§ **Exercise directions**:
From the entries that follow, pick out all lines holding "PartialEq".

Saved entries:
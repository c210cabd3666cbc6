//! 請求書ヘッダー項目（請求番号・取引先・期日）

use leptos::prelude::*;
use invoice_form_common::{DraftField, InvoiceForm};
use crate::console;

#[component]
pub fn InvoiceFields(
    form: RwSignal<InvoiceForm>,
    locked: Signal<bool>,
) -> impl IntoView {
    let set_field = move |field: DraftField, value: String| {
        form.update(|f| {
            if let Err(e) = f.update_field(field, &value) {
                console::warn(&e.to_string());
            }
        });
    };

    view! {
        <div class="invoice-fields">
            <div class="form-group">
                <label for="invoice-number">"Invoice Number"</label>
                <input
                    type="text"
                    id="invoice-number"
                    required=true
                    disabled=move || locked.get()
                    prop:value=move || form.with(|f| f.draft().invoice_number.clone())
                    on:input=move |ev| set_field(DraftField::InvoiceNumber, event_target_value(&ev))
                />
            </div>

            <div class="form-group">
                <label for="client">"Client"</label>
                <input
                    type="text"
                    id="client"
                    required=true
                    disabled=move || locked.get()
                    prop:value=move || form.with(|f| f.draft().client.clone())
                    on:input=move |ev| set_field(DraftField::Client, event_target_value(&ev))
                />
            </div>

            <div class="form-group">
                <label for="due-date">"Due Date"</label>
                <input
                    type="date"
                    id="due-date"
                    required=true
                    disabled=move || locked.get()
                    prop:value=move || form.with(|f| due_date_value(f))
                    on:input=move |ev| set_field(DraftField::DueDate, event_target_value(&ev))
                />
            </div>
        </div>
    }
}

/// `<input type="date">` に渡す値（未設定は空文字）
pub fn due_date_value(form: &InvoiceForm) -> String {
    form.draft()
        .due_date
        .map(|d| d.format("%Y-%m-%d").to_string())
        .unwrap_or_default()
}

==

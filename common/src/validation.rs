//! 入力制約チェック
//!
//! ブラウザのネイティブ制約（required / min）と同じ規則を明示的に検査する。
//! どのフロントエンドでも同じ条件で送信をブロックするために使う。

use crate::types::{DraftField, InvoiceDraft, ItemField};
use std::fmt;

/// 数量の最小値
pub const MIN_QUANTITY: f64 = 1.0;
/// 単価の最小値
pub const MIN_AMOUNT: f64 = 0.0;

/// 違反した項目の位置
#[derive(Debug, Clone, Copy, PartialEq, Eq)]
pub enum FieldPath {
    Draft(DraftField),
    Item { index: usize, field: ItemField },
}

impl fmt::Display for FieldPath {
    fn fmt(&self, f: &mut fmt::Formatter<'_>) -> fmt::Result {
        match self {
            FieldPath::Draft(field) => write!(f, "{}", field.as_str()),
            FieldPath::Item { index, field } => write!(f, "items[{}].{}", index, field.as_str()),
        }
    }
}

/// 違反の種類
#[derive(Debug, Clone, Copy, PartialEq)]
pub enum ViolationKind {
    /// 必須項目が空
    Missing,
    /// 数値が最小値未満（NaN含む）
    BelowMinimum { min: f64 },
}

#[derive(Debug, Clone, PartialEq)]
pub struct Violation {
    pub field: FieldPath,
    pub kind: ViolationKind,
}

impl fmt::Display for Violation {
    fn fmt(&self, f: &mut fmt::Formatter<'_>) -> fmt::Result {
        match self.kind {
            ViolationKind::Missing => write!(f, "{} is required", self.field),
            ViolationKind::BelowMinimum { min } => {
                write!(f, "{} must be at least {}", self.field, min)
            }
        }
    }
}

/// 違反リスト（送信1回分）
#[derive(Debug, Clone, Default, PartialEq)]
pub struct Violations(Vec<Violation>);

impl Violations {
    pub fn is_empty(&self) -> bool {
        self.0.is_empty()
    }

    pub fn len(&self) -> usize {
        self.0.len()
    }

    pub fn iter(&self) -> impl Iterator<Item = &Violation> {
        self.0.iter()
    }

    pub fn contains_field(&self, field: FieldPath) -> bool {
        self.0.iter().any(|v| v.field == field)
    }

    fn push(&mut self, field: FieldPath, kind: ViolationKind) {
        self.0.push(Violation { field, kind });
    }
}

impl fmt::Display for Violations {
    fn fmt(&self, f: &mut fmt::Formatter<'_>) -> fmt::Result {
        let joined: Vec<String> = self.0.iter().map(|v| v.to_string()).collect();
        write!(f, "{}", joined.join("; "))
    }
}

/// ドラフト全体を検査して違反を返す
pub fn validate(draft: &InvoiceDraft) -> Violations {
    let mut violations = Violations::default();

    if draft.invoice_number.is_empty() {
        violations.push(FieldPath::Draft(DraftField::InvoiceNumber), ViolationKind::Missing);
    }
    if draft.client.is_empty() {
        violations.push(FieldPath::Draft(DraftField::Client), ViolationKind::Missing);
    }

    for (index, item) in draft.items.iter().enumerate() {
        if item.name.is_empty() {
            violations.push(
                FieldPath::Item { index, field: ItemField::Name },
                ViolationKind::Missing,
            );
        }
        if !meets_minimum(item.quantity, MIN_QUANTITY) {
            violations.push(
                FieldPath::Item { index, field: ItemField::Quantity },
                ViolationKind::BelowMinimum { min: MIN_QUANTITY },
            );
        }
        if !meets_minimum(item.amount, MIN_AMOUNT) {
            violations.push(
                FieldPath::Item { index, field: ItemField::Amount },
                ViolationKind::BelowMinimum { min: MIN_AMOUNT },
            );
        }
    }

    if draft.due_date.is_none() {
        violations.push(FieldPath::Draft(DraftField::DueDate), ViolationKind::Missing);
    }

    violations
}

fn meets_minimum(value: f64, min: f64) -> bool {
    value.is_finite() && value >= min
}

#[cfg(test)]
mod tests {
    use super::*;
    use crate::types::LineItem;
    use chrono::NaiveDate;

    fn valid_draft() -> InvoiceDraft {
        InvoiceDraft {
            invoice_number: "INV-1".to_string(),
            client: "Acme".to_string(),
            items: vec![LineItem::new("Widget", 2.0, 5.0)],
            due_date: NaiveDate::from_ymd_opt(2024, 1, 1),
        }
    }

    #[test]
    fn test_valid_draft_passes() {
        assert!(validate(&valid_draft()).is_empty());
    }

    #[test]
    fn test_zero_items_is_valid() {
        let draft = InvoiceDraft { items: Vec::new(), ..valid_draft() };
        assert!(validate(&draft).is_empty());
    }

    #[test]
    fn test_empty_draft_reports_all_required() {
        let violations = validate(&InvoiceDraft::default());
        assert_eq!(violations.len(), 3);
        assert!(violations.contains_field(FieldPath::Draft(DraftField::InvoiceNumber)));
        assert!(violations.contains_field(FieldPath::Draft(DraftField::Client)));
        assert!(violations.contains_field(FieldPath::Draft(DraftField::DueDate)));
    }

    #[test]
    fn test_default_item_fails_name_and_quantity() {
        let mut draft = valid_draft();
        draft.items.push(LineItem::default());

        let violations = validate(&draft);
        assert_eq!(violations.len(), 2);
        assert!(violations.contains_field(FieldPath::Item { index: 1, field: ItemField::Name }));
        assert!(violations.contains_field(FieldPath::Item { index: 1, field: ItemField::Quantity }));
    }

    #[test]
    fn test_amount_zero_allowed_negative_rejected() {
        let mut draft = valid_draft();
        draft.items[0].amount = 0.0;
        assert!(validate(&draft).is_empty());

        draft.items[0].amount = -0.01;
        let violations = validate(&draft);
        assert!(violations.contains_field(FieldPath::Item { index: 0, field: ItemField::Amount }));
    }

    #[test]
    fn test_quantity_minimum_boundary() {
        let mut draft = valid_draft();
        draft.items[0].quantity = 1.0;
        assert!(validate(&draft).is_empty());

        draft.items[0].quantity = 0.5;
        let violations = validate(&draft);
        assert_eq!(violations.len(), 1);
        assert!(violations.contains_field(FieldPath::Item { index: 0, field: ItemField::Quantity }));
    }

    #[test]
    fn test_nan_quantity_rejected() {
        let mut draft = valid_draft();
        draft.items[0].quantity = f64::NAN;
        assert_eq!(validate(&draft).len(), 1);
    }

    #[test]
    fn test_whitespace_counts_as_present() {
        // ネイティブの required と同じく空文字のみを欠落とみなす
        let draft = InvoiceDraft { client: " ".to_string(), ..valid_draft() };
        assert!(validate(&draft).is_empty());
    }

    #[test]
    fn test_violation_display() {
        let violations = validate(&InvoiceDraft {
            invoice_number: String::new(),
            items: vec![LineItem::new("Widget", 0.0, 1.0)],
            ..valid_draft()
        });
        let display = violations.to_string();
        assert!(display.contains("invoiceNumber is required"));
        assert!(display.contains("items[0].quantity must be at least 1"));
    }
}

§ **Worked solution**:
#[derive(Debug, Clone, Copy, PartialEq, Eq)]
#[derive(Debug, Clone, Copy, PartialEq)]
#[derive(Debug, Clone, PartialEq)]
#[derive(Debug, Clone, Default, PartialEq)]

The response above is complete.